Back from four days in St Gallen, Switzerland, where a small army of students at its famed business university runs an annual conference (extraordinarily well -- better than any professionally-run conference I have been to, not least because there's no commercial angle). It has nearly 1000 attendees annually, has been going for 33 years, and is very well known in contintental Europe; far less so in the UK/Ireland, and hardly at all in the US. Yet as speakers, it attracts some of the biggest names in US and global business. And the UK and US business worlds would find much of value in the global outlook and multiculturalism of ISC, especially as discussion with the audience is an integral part, from keynotes to smaller working sessions.

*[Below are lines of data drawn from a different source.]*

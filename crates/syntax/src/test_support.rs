//! Deterministic engine and query doubles.

use std::cell::{Cell, RefCell};
use std::ops::Range;
use std::rc::Rc;
use std::time::Duration;

use treesit_worker::ManualScheduler;

use crate::edit::{Point, SyntaxTreeEdit};
use crate::engine::{Capture, ChangedRange, HighlightQuery, ParseEngine, ParseError, SyntaxTree};

/// Tree produced by [`MockEngine`]: the parsed lines plus every edit applied
/// to it afterwards.
#[derive(Debug, Clone, PartialEq, Eq)]
pub(crate) struct MockTree {
	pub generation: u64,
	pub lines: Vec<String>,
	pub edits: Vec<SyntaxTreeEdit>,
}

impl SyntaxTree for MockTree {
	fn edit(&mut self, edit: &SyntaxTreeEdit) {
		self.edits.push(*edit);
	}

	/// One range per row whose text differs.
	fn changed_ranges(&self, new: &Self) -> Vec<ChangedRange> {
		new.lines
			.iter()
			.enumerate()
			.filter(|(row, line)| self.lines.get(*row) != Some(*line))
			.map(|(row, line)| ChangedRange {
				start_byte: 0,
				end_byte: 0,
				start_point: Point::new(row, 0),
				end_point: Point::new(row, line.len().max(1)),
			})
			.collect()
	}

	fn dump(&self, rows: Range<usize>) -> String {
		let mut out = String::new();
		for (row, line) in self.lines.iter().enumerate().take(rows.end).skip(rows.start) {
			out.push_str(&format!("{row}: {line}\n"));
		}
		out
	}
}

/// A parse the mock engine completed.
#[derive(Debug, Clone, PartialEq, Eq)]
pub(crate) struct ParseRecord {
	pub text: String,
	pub old_edits: Option<Vec<SyntaxTreeEdit>>,
}

#[derive(Default)]
pub(crate) struct MockEngineState {
	pub timeouts: usize,
	pub cost: Duration,
	pub attempts: usize,
	pub resets: usize,
	pub parses: Vec<ParseRecord>,
	next_generation: u64,
}

/// Engine that splits text into lines and can be told to time out.
///
/// Clones share state so tests can inspect an engine after handing it to a
/// controller.
#[derive(Clone, Default)]
pub(crate) struct MockEngine {
	pub state: Rc<RefCell<MockEngineState>>,
	clock: Option<Rc<ManualScheduler>>,
}

impl MockEngine {
	pub fn new() -> Self {
		Self::default()
	}

	/// Each attempt advances `clock` by `cost`.
	pub fn with_clock(clock: Rc<ManualScheduler>, cost: Duration) -> Self {
		let engine = Self {
			state: Rc::default(),
			clock: Some(clock),
		};
		engine.state.borrow_mut().cost = cost;
		engine
	}

	/// Makes the next `count` attempts time out.
	pub fn time_out_next(&self, count: usize) {
		self.state.borrow_mut().timeouts = count;
	}

	pub fn set_cost(&self, cost: Duration) {
		self.state.borrow_mut().cost = cost;
	}

	pub fn attempts(&self) -> usize {
		self.state.borrow().attempts
	}

	pub fn parses(&self) -> Vec<ParseRecord> {
		self.state.borrow().parses.clone()
	}
}

impl ParseEngine for MockEngine {
	type Tree = MockTree;

	fn parse(&mut self, text: &[u8], old_tree: Option<&MockTree>, _budget: Duration) -> Result<MockTree, ParseError> {
		let mut state = self.state.borrow_mut();
		state.attempts += 1;
		if let Some(clock) = &self.clock {
			clock.elapse(state.cost);
		}
		if state.timeouts > 0 {
			state.timeouts -= 1;
			return Err(ParseError::Timeout);
		}
		let text = String::from_utf8_lossy(text).into_owned();
		state.parses.push(ParseRecord {
			text: text.clone(),
			old_edits: old_tree.map(|tree| tree.edits.clone()),
		});
		state.next_generation += 1;
		Ok(MockTree {
			generation: state.next_generation,
			lines: text.split('\n').map(str::to_owned).collect(),
			edits: Vec::new(),
		})
	}

	fn reset(&mut self) {
		self.state.borrow_mut().resets += 1;
	}
}

/// Query returning a fixed capture list, filtered to the requested range.
#[derive(Default)]
pub(crate) struct MockQuery {
	pub captures: Vec<Capture>,
	pub calls: Cell<usize>,
}

impl MockQuery {
	pub fn new(captures: Vec<Capture>) -> Self {
		Self {
			captures,
			calls: Cell::new(0),
		}
	}
}

pub(crate) fn capture(name: &str, start: (usize, usize), end: (usize, usize)) -> Capture {
	Capture {
		name: Rc::from(name),
		start: Point::new(start.0, start.1),
		end: Point::new(end.0, end.1),
	}
}

impl HighlightQuery for MockQuery {
	type Tree = MockTree;

	fn captures(&self, _tree: &MockTree, _source: &[u8], range: Range<Point>) -> Vec<Capture> {
		self.calls.set(self.calls.get() + 1);
		self.captures
			.iter()
			.filter(|c| c.start < range.end && c.end > range.start)
			.cloned()
			.collect()
	}
}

ISC Symposium participants take a break between sessions
My head is now stuffed full of interesting sessions and talks -- ranging from Charles Moore, ed-in-chief of the London Daily Telegraph, on his take on the current state of the transatlantic relationship, to Helmut Panke, the chairman of BMW on branding and competition; Sunil Bharti Mittal, chairman of Indian telecoms company Bharti Enterprises, on India's future and the technology industry; Hisashi Owada, president of the International Court of Justice, on globalisation and its promises and discontents; Lord Griffiths, international director of Goldman Sachs, on the state of the global economy and its challenges, and much more.
I was especially interested in what Asian and Indian speakers had to say. These two mighty regions are only just beginning to make themselves felt on the business frontier (and especially the technology frontier). I also enjoyed Joi Ito's session on 'Emergent Democracy', which was all about weblogs. I think the title was perhaps a bit too ambiguous, because later that day I spoke to a couple of the 200+ students that attend ISC (by virtue of being chosen through an international essay competition). They were extremely interested in the ideas of the session when I told them about it, but the title hadn't caught their eye as indicating this was something about technology, culture, weblogs and communication. I was curious to see that Joi's audience (which is very participatory in these smaller discussion sessions) included the Dutch ambassador! Some of the students in the group were particularly strenuous in pushing Joi to defend his ideas. At ISC, the fact that students are there and willing to dive in (usually with some of the best questions) also adds spark to this event.
One of the most interesting occasions for me was the drive back to the airport (all done by extremely polite, be-suited students in BMW cars, all for free. They are at your service at all times during the Symposium too. Extraordinary). The other passenger was an Indian businessman, the managing director of a company in Bangalore. First, he grilled me on Ireland, its economy, and the tech industry there. Then I grilled him on India! His perspectives were fascinating, and got me thinking. I hope to consider some of what he said in my Irish Times column for this coming Friday. I'll post it here as well. As you can see, this event is very multicultural, though I'd like to have seen more on Africa, and more Africans.
The city of St Gallen is lovely (though hotels are expensive!), and I had a pleasant walk from my hotel near the mediaeval old town to the university (albeit up a steep hill, through a neighbourhood of old homes traversed with charming, winding, leafy public stairways). I was delighted to find that the city is named for (what else!) an Irish monk, who arrived in 612AD and either met a talking bear or fell into a briar bush or perhaps both, and took it (as you do) as a sign from God that he should set up his hermitage there. By the 800s a monastery was established, and opened a library, now one of Switzerland's architectural and historical jewels. In it is one of the best-kept and the single most complete histories of historical religious documents. Because it preserves so many documents central to the development of European intellectual thought, the library was designated a UNESCO world heritage site in 1983.
The library was redone in ornate baroque style in the 1700s and today, this is what you visit (DO check out this link, a fish-eye view -- it's amazing), wearing huge felt slippers over your shoes (the delightful German word translates as 'foot boats', and indeed, they are). I was fortunate to arrive just as it opened and had the great pleasure of having the sunlit old room to myself for a brief while before several big tour groups arrived. In the library (besides a beautiful inlay floor and flamboyant, baroque plastering and ceiling painting, and all the books) one can view the odd combination of old manuscripts in display cases, and a mummy and its sarcophagus (didn't I tell you this was my kind of library?!). I marvelled at one manuscript, a life of some saint, written in clear writing and bright colours on clean, fresh vellum, and looking as if it were done yesterday. But I was staggered to see it was over 1200 years old. Wonderful to be in the presence of those early minds, in a place that has revered learning and the preservation of it for over a thousand years.
Some views of St Gallen, taken with my new little Sony camera. At far left is the monastery.